Cited 1 times since 2015 (0.3 per year) source: Scopus Netherlands heart journal : monthly journal of the Netherlands Society of Cardiology and the Netherlands Heart Foundation, Volume 23, Issue 6, 01 June 2015, Pages 314-320 Morphological and functional carotid vessel wall properties in relation to cerebral white matter lesions in myocardial infarction patients. Kröner ES, van der Grond J, Westenberg JJ, van der Wall EE, Siebelink HM, Lamb HJ
Atherosclerotic large vessel disease is potentially involved in the pathogenesis of cerebral small vessel disease related to occurrence of white matter lesions (WMLs) in the brain. We aimed to assess morphological and functional carotid vessel wall properties in relation to WML using magnetic resonance imaging (MRI) in myocardial infarction (MI) patients.
Materials and methods
A total of 20 MI patients (90 % male, 61 ± 11 years) underwent carotid artery and brain MRI. Carotid vessel wall thickness (VWT) was assessed, by detecting lumen and outer wall contours. Carotid pulse wave velocity (PWV), a measure of elasticity, was determined using the transit-time method. Patients were divided according to the median VWT into two groups. Brain MRI allowed for the WML score.
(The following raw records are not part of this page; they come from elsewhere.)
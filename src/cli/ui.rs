use comfy_table::modifiers::UTF8_ROUND_CORNERS;
use comfy_table::presets::UTF8_FULL;
use comfy_table::{Attribute, Cell, CellAlignment, Color, ContentArrangement, Table};
use console::style;
use indicatif::{ProgressBar, ProgressStyle};
use std::time::Duration;

/// Defines different styles for text elements.
pub enum StyleType {
    Title,
    Result,
    Error,
    Subtle,
}

/// Applies a consistent style to a string.
pub fn style_text(text: &str, style_type: StyleType) -> String {
    let styled = match style_type {
        StyleType::Title => style(text).bold().underlined(),
        StyleType::Result => style(text).green().bold(),
        StyleType::Error => style(text).red(),
        StyleType::Subtle => style(text).dim(),
    };
    styled.to_string()
}

/// Creates a new `comfy_table::Table` with standard styling.
pub fn new_styled_table() -> Table {
    let mut table = Table::new();
    table
        .load_preset(UTF8_FULL)
        .apply_modifier(UTF8_ROUND_CORNERS)
        .set_content_arrangement(ContentArrangement::Dynamic);
    table
}

/// Creates a styled header cell for a table.
pub fn header_cell(text: &str) -> Cell {
    Cell::new(text)
        .fg(Color::Cyan)
        .add_attribute(Attribute::Bold)
}

/// Right aligned numeric cell with two decimals.
pub fn value_cell(value: f64) -> Cell {
    Cell::new(format!("{value:.2}")).set_alignment(CellAlignment::Right)
}

/// Cell for the most recent value in a history table.
pub fn latest_value_cell(value: f64) -> Cell {
    value_cell(value)
        .add_attribute(Attribute::Bold)
        .fg(Color::Green)
}

/// Creates a spinner shown while a request is in flight.
pub fn new_spinner(message: &str) -> ProgressBar {
    let pb = ProgressBar::new_spinner();
    if let Ok(spinner_style) = ProgressStyle::default_spinner().template("{spinner:.green} {msg}")
    {
        pb.set_style(spinner_style);
    }
    pb.set_message(message.to_string());
    pb.enable_steady_tick(Duration::from_millis(100));
    pb
}
use crate::core::config::AppConfig;
use anyhow::{Context, Result};
use std::path::Path;

// Include the example config as a string literal in the binary
const EXAMPLE_CONFIG: &str = include_str!("../../docs/example_config.yaml");

/// Creates a default configuration file with example content at the default location
pub fn setup() -> Result<()> {
    let path = AppConfig::default_config_path()?;
    setup_at_path(path)
}

/// Creates a default configuration file with example content at the specified path
pub fn setup_at_path<P: AsRef<Path>>(path: P) -> Result<()> {
    let path = path.as_ref();

    if path.exists() {
        anyhow::bail!("Configuration file already exists at {}", path.display());
    }

    if let Some(parent) = path.parent() {
        std::fs::create_dir_all(parent)
            .with_context(|| format!("Failed to create directory: {}", parent.display()))?;
    }

    std::fs::write(path, EXAMPLE_CONFIG)
        .with_context(|| format!("Failed to write config file to {}", path.display()))?;

    tracing::info!("Created default configuration at {}", path.display());
    println!("Created default configuration at {}", path.display());
    Ok(())
}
Mean VWT was 1.41 ± 0.29 mm and mean carotid PWV was 7.0 ± 2.2 m/s. A significant correlation (Pearson r = 0.45, p = 0.046) between VWT and PWV was observed. Furthermore, in the group of high VWT, the median WML score was higher as compared with the group with lower VWT (4.0 vs 3.0, p = 0.035).
Carotid artery morphological and functional alterations are correlated in MI patients. Patients with high VWT showed a higher amount of periventricular WMLs. These findings support the hypothesis that atherosclerotic large vessel disease is potentially involved in the pathogenesis of cerebral small vessel disease.